**EXERCISE MATERIAL:**
#[async_trait]
impl VectorStoreClient for QdrantClient {
    async fn ensure_collection(&self, name: &str, size: u32, distance: Distance) -> Result<()> {
        let exists = self
            .http
            .get(self.url(&format!("/collections/{name}")))
            .send()
            .await
            .map_err(|e| AirdError::VectorStore(VectorStoreError::RequestFailed(e.to_string())))?
            .status()
            .is_success();
        if exists {
            info!(collection = %name, "collection already exists");
            return Ok(());
        }

        let body = CreateCollectionBody {
            vectors: VectorParamsBody {
                size,
                distance: Self::distance_str(distance),
            },
        };
        let response = self
            .http
            .put(self.url(&format!("/collections/{name}")))
            .json(&body)
            .send()
            .await
            .map_err(|e| AirdError::VectorStore(VectorStoreError::RequestFailed(e.to_string())))?;
        if !response.status().is_success() {
            return Err(AirdError::VectorStore(VectorStoreError::RequestFailed(format!("failed to create collection {name}"))));
        }
        info!(collection = %name, size, "created collection");
        Ok(())
    }

    async fn upsert_points(&self, name: &str, points: &[VectorPoint]) -> Result<()> {
        if points.is_empty() {
            warn!("no points to upsert");
            return Ok(());
        }
        let body = UpsertBody {
            points: points
                .iter()
                .map(|p| PointBody {
                    id: p.id,
                    vector: &p.vector,
                    payload: &p.payload,
                })
                .collect(),
        };
        let response = self
            .http
            .put(self.url(&format!("/collections/{name}/points")))
            .json(&body)
            .send()
            .await
            .map_err(|e| AirdError::VectorStore(VectorStoreError::RequestFailed(e.to_string())))?;
        if !response.status().is_success() {
            return Err(AirdError::VectorStore(VectorStoreError::RequestFailed(format!("failed to upsert points to {name}"))));
        }
        info!(collection = %name, count = points.len(), "upserted points");
        Ok(())
    }

    async fn search_points(
        &self,
        name: &str,
        query_vector: &[f32],
        limit: usize,
        score_threshold: Option<f32>,
        filter: Option<&SearchFilter>,
    ) -> Result<Vec<SearchResult>> {
        let body = SearchBody {
            vector: query_vector,
            limit,
            with_payload: true,
            with_vector: false,
            score_threshold,
            filter: Self::build_filter(filter),
        };
        let envelope: QdrantEnvelope<Vec<SearchHit>> = self
            .http
            .post(self.url(&format!("/collections/{name}/points/search")))
            .json(&body)
            .send()
            .await
            .map_err(|e| AirdError::VectorStore(VectorStoreError::RequestFailed(e.to_string())))?
            .json()
            .await
            .map_err(|e| AirdError::VectorStore(VectorStoreError::RequestFailed(e.to_string())))?;
        let hits = envelope.result.unwrap_or_default();
        Ok(hits
            .into_iter()
            .map(|h| SearchResult {
                id: h.id,
                score: h.score,
                payload: h.payload,
            })
            .collect())
    }

    async fn scroll_points(
        &self,
        name: &str,
        limit: usize,
        offset: Option<u64>,
        filter: Option<&SearchFilter>,
    ) -> Result<(Vec<VectorPayload>, Option<u64>)> {
        let body = ScrollBody {
            limit,
            with_payload: true,
            with_vector: false,
            offset,
            filter: Self::build_filter(filter),
        };
        let envelope: QdrantEnvelope<ScrollResult> = self
            .http
            .post(self.url(&format!("/collections/{name}/points/scroll")))
            .json(&body)
            .send()
            .await
            .map_err(|e| AirdError::VectorStore(VectorStoreError::RequestFailed(e.to_string())))?
            .json()
            .await
            .map_err(|e| AirdError::VectorStore(VectorStoreError::RequestFailed(e.to_string())))?;
        let result = envelope.result.ok_or_else(|| AirdError::VectorStore(VectorStoreError::CollectionNotFound(name.to_string())))?;
        Ok((result.points.into_iter().map(|p| p.payload).collect(), result.next_page_offset))
    }

    async fn get_collection_info(&self, name: &str) -> Result<Option<CollectionInfo>> {
        let response = self
            .http
            .get(self.url(&format!("/collections/{name}")))
            .send()
            .await
            .map_err(|e| AirdError::VectorStore(VectorStoreError::RequestFailed(e.to_string())))?;
        if response.status() == reqwest::StatusCode::NOT_FOUND {
            return Ok(None);
        }
        let envelope: QdrantEnvelope<CollectionInfoResult> = response
            .json()
            .await
            .map_err(|e| AirdError::VectorStore(VectorStoreError::RequestFailed(e.to_string())))?;
        let Some(result) = envelope.result else {
            return Ok(None);
        };
        let distance = match result.config.params.vectors.distance.as_str() {
            "Cosine" => Distance::Cosine,
            "Dot" => Distance::Dot,
            _ => Distance::Euclid,
        };
        Ok(Some(CollectionInfo {
            name: name.to_string(),
            points_count: result.points_count.unwrap_or(0),
            indexed_vectors_count: result.indexed_vectors_count.unwrap_or(0),
            segments_count: result.segments_count.unwrap_or(0),
            vector_size: result.config.params.vectors.size,
            distance,
        }))
    }

    async fn set_prod_alias(&self, alias_name: &str, collection_name: &str) -> Result<()> {
        let collections: QdrantEnvelope<CollectionExistsResult> = self
            .http
            .get(self.url("/collections"))
            .send()
            .await
            .map_err(|e| AirdError::VectorStore(VectorStoreError::RequestFailed(e.to_string())))?
            .json()
            .await
            .map_err(|e| AirdError::VectorStore(VectorStoreError::RequestFailed(e.to_string())))?;
        let exists = collections
            .result
            .map(|r| r.collections.iter().any(|c| c.name == collection_name))
            .unwrap_or(false);
        if !exists {
            return Err(AirdError::VectorStore(VectorStoreError::AliasTargetMissing(collection_name.to_string())));
        }

        let actions = json!({
            "actions": [
                { "delete_alias": { "alias_name": alias_name } },
                { "create_alias": { "collection_name": collection_name, "alias_name": alias_name } },
            ]
        });
        let response = self
            .http
            .post(self.url("/collections/aliases"))
            .json(&actions)
            .send()
            .await
            .map_err(|e| AirdError::VectorStore(VectorStoreError::RequestFailed(e.to_string())))?;
        if !response.status().is_success() {
            return Err(AirdError::VectorStore(VectorStoreError::RequestFailed(format!("failed to swap alias {alias_name}"))));
        }
        info!(alias = %alias_name, collection = %collection_name, "swapped production alias");
        Ok(())
    }

    async fn get_prod_alias_collection(&self, alias_name: &str) -> Result<Option<String>> {
        let envelope: QdrantEnvelope<AliasesResult> = self
            .http
            .get(self.url("/aliases"))
            .send()
            .await
            .map_err(|e| AirdError::VectorStore(VectorStoreError::RequestFailed(e.to_string())))?
            .json()
            .await
            .map_err(|e| AirdError::VectorStore(VectorStoreError::RequestFailed(e.to_string())))?;
        let _ = &envelope.status;
        Ok(envelope
            .result
            .and_then(|r| r.aliases.into_iter().find(|a| a.alias_name == alias_name))
            .map(|a| a.collection_name))
    }
}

**EXERCISE AIM:**
Write out each line exactly, as it is shown above.

**ANSWER SPACE:**
#[async_trait]
impl VectorStoreClient for QdrantClient {
    async fn ensure_collection(&self, name: &str, size: u32, distance: Distance) -> Result<()> {
        let exists = self
            .http
            .get(self.url(&format!("/collections/{name}")))
            .send()
            .await
            .map_err(|e| AirdError::VectorStore(VectorStoreError::RequestFailed(e.to_string())))?
            .status()
            .is_success();
        if exists {
            info!(collection = %name, "collection already exists");
            return Ok(());
        }

        let body = CreateCollectionBody {
            vectors: VectorParamsBody {
                size,
                distance: Self::distance_str(distance),
            },
        };
        let response = self
            .http
            .put(self.url(&format!("/collections/{name}")))
            .json(&body)
            .send()
            .await
            .map_err(|e| AirdError::VectorStore(VectorStoreError::RequestFailed(e.to_string())))?;
        if !response.status().is_success() {
            return Err(AirdError::VectorStore(VectorStoreError::RequestFailed(format!("failed to create collection {name}"))));
        }
        info!(collection = %name, size, "created collection");
        Ok(())
    }

    async fn upsert_points(&self, name: &str, points: &[VectorPoint]) -> Result<()> {
        if points.is_empty() {
            warn!("no points to upsert");
            return Ok(());
        }
        let body = UpsertBody {
            points: points
                .iter()
                .map(|p| PointBody {
                    id: p.id,
                    vector: &p.vector,
                    payload: &p.payload,
                })
                .collect(),
        };
        let response = self
            .http
            .put(self.url(&format!("/collections/{name}/points")))
            .json(&body)
            .send()
            .await
            .map_err(|e| AirdError::VectorStore(VectorStoreError::RequestFailed(e.to_string())))?;
        if !response.status().is_success() {
            return Err(AirdError::VectorStore(VectorStoreError::RequestFailed(format!("failed to upsert points to {name}"))));
        }
        info!(collection = %name, count = points.len(), "upserted points");
        Ok(())
    }

    async fn search_points(
        &self,
        name: &str,
        query_vector: &[f32],
        limit: usize,
        score_threshold: Option<f32>,
        filter: Option<&SearchFilter>,
    ) -> Result<Vec<SearchResult>> {
        let body = SearchBody {
            vector: query_vector,
            limit,
            with_payload: true,
            with_vector: false,
            score_threshold,
            filter: Self::build_filter(filter),
        };
        let envelope: QdrantEnvelope<Vec<SearchHit>> = self
            .http
            .post(self.url(&format!("/collections/{name}/points/search")))
            .json(&body)
            .send()
            .await
            .map_err(|e| AirdError::VectorStore(VectorStoreError::RequestFailed(e.to_string())))?
            .json()
            .await
            .map_err(|e| AirdError::VectorStore(VectorStoreError::RequestFailed(e.to_string())))?;
        let hits = envelope.result.unwrap_or_default();
        Ok(hits
            .into_iter()
            .map(|h| SearchResult {
                id: h.id,
                score: h.score,
                payload: h.payload,
            })
            .collect())
    }

    async fn scroll_points(
        &self,
        name: &str,
        limit: usize,
        offset: Option<u64>,
        filter: Option<&SearchFilter>,
    ) -> Result<(Vec<VectorPayload>, Option<u64>)> {
        let body = ScrollBody {
            limit,
            with_payload: true,
            with_vector: false,
            offset,
            filter: Self::build_filter(filter),
        };
        let envelope: QdrantEnvelope<ScrollResult> = self
            .http
            .post(self.url(&format!("/collections/{name}/points/scroll")))
            .json(&body)
            .send()
            .await
            .map_err(|e| AirdError::VectorStore(VectorStoreError::RequestFailed(e.to_string())))?
            .json()
            .await
            .map_err(|e| AirdError::VectorStore(VectorStoreError::RequestFailed(e.to_string())))?;
        let result = envelope.result.ok_or_else(|| AirdError::VectorStore(VectorStoreError::CollectionNotFound(name.to_string())))?;
        Ok((result.points.into_iter().map(|p| p.payload).collect(), result.next_page_offset))
    }

    async fn get_collection_info(&self, name: &str) -> Result<Option<CollectionInfo>> {
        let response = self
            .http
            .get(self.url(&format!("/collections/{name}")))
            .send()
            .await
            .map_err(|e| AirdError::VectorStore(VectorStoreError::RequestFailed(e.to_string())))?;
        if response.status() == reqwest::StatusCode::NOT_FOUND {
            return Ok(None);
        }
        let envelope: QdrantEnvelope<CollectionInfoResult> = response
            .json()
            .await
            .map_err(|e| AirdError::VectorStore(VectorStoreError::RequestFailed(e.to_string())))?;
        let Some(result) = envelope.result else {
            return Ok(None);
        };
        let distance = match result.config.params.vectors.distance.as_str() {
            "Cosine" => Distance::Cosine,
            "Dot" => Distance::Dot,
            _ => Distance::Euclid,
        };
        Ok(Some(CollectionInfo {
            name: name.to_string(),
            points_count: result.points_count.unwrap_or(0),
            indexed_vectors_count: result.indexed_vectors_count.unwrap_or(0),
            segments_count: result.segments_count.unwrap_or(0),
            vector_size: result.config.params.vectors.size,
            distance,
        }))
    }

    async fn set_prod_alias(&self, alias_name: &str, collection_name: &str) -> Result<()> {
        let collections: QdrantEnvelope<CollectionExistsResult> = self
            .http
            .get(self.url("/collections"))
            .send()
            .await
            .map_err(|e| AirdError::VectorStore(VectorStoreError::RequestFailed(e.to_string())))?
            .json()
            .await
            .map_err(|e| AirdError::VectorStore(VectorStoreError::RequestFailed(e.to_string())))?;
        let exists = collections
            .result
            .map(|r| r.collections.iter().any(|c| c.name == collection_name))
            .unwrap_or(false);
        if !exists {
            return Err(AirdError::VectorStore(VectorStoreError::AliasTargetMissing(collection_name.to_string())));
        }

        let actions = json!({
            "actions": [
                { "delete_alias": { "alias_name": alias_name } },
                { "create_alias": { "collection_name": collection_name, "alias_name": alias_name } },
            ]
        });
        let response = self
            .http
            .post(self.url("/collections/aliases"))
            .json(&actions)
            .send()
            .await
            .map_err(|e| AirdError::VectorStore(VectorStoreError::RequestFailed(e.to_string())))?;
        if !response.status().is_success() {
            return Err(AirdError::VectorStore(VectorStoreError::RequestFailed(format!("failed to swap alias {alias_name}"))));
        }
        info!(alias = %alias_name, collection = %collection_name, "swapped production alias");
        Ok(())
    }

    async fn get_prod_alias_collection(&self, alias_name: &str) -> Result<Option<String>> {
        let envelope: QdrantEnvelope<AliasesResult> = self
            .http
            .get(self.url("/aliases"))
            .send()
            .await
            .map_err(|e| AirdError::VectorStore(VectorStoreError::RequestFailed(e.to_string())))?
            .json()
            .await
            .map_err(|e| AirdError::VectorStore(VectorStoreError::RequestFailed(e.to_string())))?;
        let _ = &envelope.status;
        Ok(envelope
            .result
            .and_then(|r| r.aliases.into_iter().find(|a| a.alias_name == alias_name))
            .map(|a| a.collection_name))
    }
}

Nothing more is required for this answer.